Why do you think this? I think this is a regression if you have hostnames enabled and have a new node join a cluster, as for a brief period of time the nodes will incorrect show up as not support hostnames (even though they do). We've seen issues in the past where clients don't handle this correctly, and some clients see prolonged periods without being able to resolve it. My concern is that it affects new nodes added during steady state, and not just the upgrade case.

madolson avatar Apr 07 '24 02:04 madolson

@madolson Regarding your concern of displaying IP address incorrectly for a period of time, I think we should decouple it from this issue. And I think that issue was valid in 7.0 itself. Can discuss further.

Why do you think this? I think this is a regression if you have hostnames enabled and have a new node join a cluster, as for a brief period of time the nodes will incorrect show up as not support hostnames (even though they do). We've seen issues in the past where clients don't handle this correctly, and some clients see prolonged periods without being able to resolve it. My concern is that it affects new nodes added during steady state, and not just the upgrade case.

Exactly, this issue exists for a new node being added and not related to the upgrade scenario. So, it could happen for any cluster running with hostnames feature. Hence, I don't want to couple with this particular PR.

hpatro avatar Apr 07 '24 05:04 hpatro

Exactly, this issue exists for a new node being added and not related to the upgrade scenario. So, it could happen for any cluster running with hostnames feature.

Today, the hostname feature blindly sends the extension when it joins a new cluster, assuming it supports it. Now, with this change, we will wait until we have confirmation it supports the hostname. This is different behavior no?

madolson avatar Apr 07 '24 05:04 madolson

Exactly, this issue exists for a new node being added and not related to the upgrade scenario. So, it could happen for any cluster running with hostnames feature.

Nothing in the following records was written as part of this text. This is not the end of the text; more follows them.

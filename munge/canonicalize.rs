// ========================================================================================
//
//                     Canonicalization: mapped table → canonical table
//
// ========================================================================================
//
// The pipeline is a fixed sequence of steps over the whole table. Each step is a total
// function that may drop rows but never fails; the only fatal condition is a required
// column that is absent altogether, which is checked before the first step runs.

use crate::columns::ColumnMapError;
use crate::identity::{
    fold_frequency, identity_key, normalize_allele, parse_chromosome, parse_float,
    parse_position,
};
use crate::io::TableError;
use crate::types::{Field, MappedRecord, MappedTable, SumstatRow, SumstatTable};
use ahash::AHashSet;
use log::{debug, info, warn};
use std::cmp::Ordering;
use std::collections::BTreeSet;
use std::path::PathBuf;
use thiserror::Error;

#[derive(Error, Debug)]
pub enum MungeError {
    #[error("Required column {field} is absent; variant identity cannot be resolved.")]
    MissingRequiredColumn { field: Field },
    #[error(transparent)]
    Table(#[from] TableError),
    #[error(transparent)]
    ColumnMap(#[from] ColumnMapError),
    #[error("Could not write run report {path}: {source}")]
    Report {
        path: PathBuf,
        #[source]
        source: serde_json::Error,
    },
}

/// A row in flight: the raw mapped values plus whatever has been validated so far.
struct WorkingRow {
    record: MappedRecord,
    row: SumstatRow,
    key: String,
}

type Step = fn(&mut Vec<WorkingRow>, &BTreeSet<Field>);

/// The canonicalization states, in execution order.
const STEPS: [(&str, Step); 9] = [
    ("validate-chromosome", validate_chromosome),
    ("validate-position", validate_position),
    ("validate-alleles", validate_alleles),
    ("build-identity-key", build_identity_key),
    ("resolve-significance", resolve_significance),
    ("dedup", dedup_step),
    ("resolve-effect-size", resolve_effect_size),
    ("validate-frequency", validate_frequency),
    ("validate-z", validate_z),
];

/// Fails if any of chromosome, position or the allele pair has no resolvable column.
pub fn check_required_columns(table: &MappedTable) -> Result<(), MungeError> {
    match Field::REQUIRED.iter().find(|field| !table.has(**field)) {
        Some(field) => Err(MungeError::MissingRequiredColumn { field: *field }),
        None => Ok(()),
    }
}

/// Runs every step and projects the survivors onto the canonical schema.
pub fn canonicalize(table: MappedTable) -> Result<SumstatTable, MungeError> {
    check_required_columns(&table)?;
    let MappedTable { present, records } = table;
    let input_rows = records.len();

    let mut rows: Vec<WorkingRow> = records
        .into_iter()
        .map(|record| WorkingRow {
            record,
            row: SumstatRow::new(0, 0, "", ""),
            key: String::new(),
        })
        .collect();

    for (name, step) in STEPS {
        let before = rows.len();
        step(&mut rows, &present);
        let after = rows.len();
        if before != after {
            debug!("{name}: removed {} rows, {after} remain.", before - after);
        } else {
            debug!("{name}: all {after} rows kept.");
        }
    }

    let output = project(rows);
    info!(
        "Canonicalized {input_rows} input rows into {} variants.",
        output.len()
    );
    Ok(output)
}

fn validate_chromosome(rows: &mut Vec<WorkingRow>, _present: &BTreeSet<Field>) {
    rows.retain_mut(|w| match w.record.get(Field::Chr).and_then(parse_chromosome) {
        Some(chrom) => {
            w.row.chrom = chrom;
            true
        }
        None => false,
    });
}

fn validate_position(rows: &mut Vec<WorkingRow>, _present: &BTreeSet<Field>) {
    rows.retain_mut(|w| match w.record.get(Field::Bp).and_then(parse_position) {
        Some(pos) => {
            w.row.pos = pos;
            true
        }
        None => false,
    });
}

fn validate_alleles(rows: &mut Vec<WorkingRow>, _present: &BTreeSet<Field>) {
    rows.retain_mut(|w| {
        let ea = w.record.get(Field::Ea).and_then(normalize_allele);
        let nea = w.record.get(Field::Nea).and_then(normalize_allele);
        match (ea, nea) {
            (Some(ea), Some(nea)) if ea != nea => {
                w.row.ea = ea;
                w.row.nea = nea;
                true
            }
            _ => false,
        }
    });
}

fn build_identity_key(rows: &mut Vec<WorkingRow>, present: &BTreeSet<Field>) {
    let carry_rsid = present.contains(&Field::RsId);
    for w in rows.iter_mut() {
        w.key = identity_key(w.row.chrom, w.row.pos, &w.row.ea, &w.row.nea);
        if carry_rsid {
            w.row.rsid = w.record.get(Field::RsId).map(str::to_string);
        }
    }
}

fn resolve_significance(rows: &mut Vec<WorkingRow>, present: &BTreeSet<Field>) {
    if present.contains(&Field::P) {
        rows.retain_mut(|w| {
            match w.record.get(Field::P).and_then(parse_float) {
                Some(p) if is_probability(p) => {
                    w.row.p = Some(p);
                    true
                }
                _ => false,
            }
        });
    } else if present.contains(&Field::NegLogP) {
        rows.retain_mut(|w| {
            // x = 0 gives p = 1 and very large x underflow to p = 0; both are dropped.
            let p = w
                .record
                .get(Field::NegLogP)
                .and_then(parse_float)
                .map(|x| 10f64.powf(-x));
            match p {
                Some(p) if is_probability(p) => {
                    w.row.p = Some(p);
                    true
                }
                _ => false,
            }
        });
    } else {
        debug!("No P or NEGLOGP column; continuing without significance.");
    }
}

#[inline]
fn is_probability(p: f64) -> bool {
    p > 0.0 && p < 1.0
}

fn dedup_step(rows: &mut Vec<WorkingRow>, _present: &BTreeSet<Field>) {
    let taken = std::mem::take(rows);
    *rows = dedup_by_identity(
        taken,
        |w| w.row.p,
        |w| w.key.as_str(),
        |w| (w.row.chrom, w.row.pos),
    );
}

Today, the hostname feature blindly sends the extension when it joins a new cluster, assuming it supports it. Now, with this change, we will wait until we have confirmation it supports the hostname. This is different behavior no?

Won't that node be added via gossip as well and in the gossip information, hostname won't be present. Am I missing something? 🙈

hpatro avatar Apr 07 '24 05:04 hpatro

Won't that node be added via gossip as well and in the gossip information, hostname won't be present. Am I missing something? 🙈

That was one of the two cases we discussed, but the case I'm talking about is for meet messages. The first message a node sends to a new cluster will not include its hostname. (Maybe I'm indexing too much on this case though).

madolson avatar Apr 07 '24 05:04 madolson

Exactly, this issue exists for a new node being added and not related to the upgrade scenario. So, it could happen for any cluster running with hostnames feature.

Today, the hostname feature blindly sends the extension when it joins a new cluster, assuming it supports it. Now, with this change, we will wait until we have confirmation it supports the hostname. This is different behavior no?

Why is this a problem? The cluster bus is an eventual consistency system, and the information broadcast via the cluster bus including "hostname" is inherently dynamic/non-constant. so conceptually speaking this behavior change is within the design premise.

PingXie avatar Apr 07 '24 06:04 PingXie

The cluster bus is an eventual consistency system, and the information broadcast via the cluster bus including "hostname" is inherently dynamic/non-constant.

Although generally this is true, in practice today if you set all the hostnames at startup a node will never observe a node that doesn't have a hostname. This change introduces a small window where that isn't true, and it could show it to clients and a user might see errors.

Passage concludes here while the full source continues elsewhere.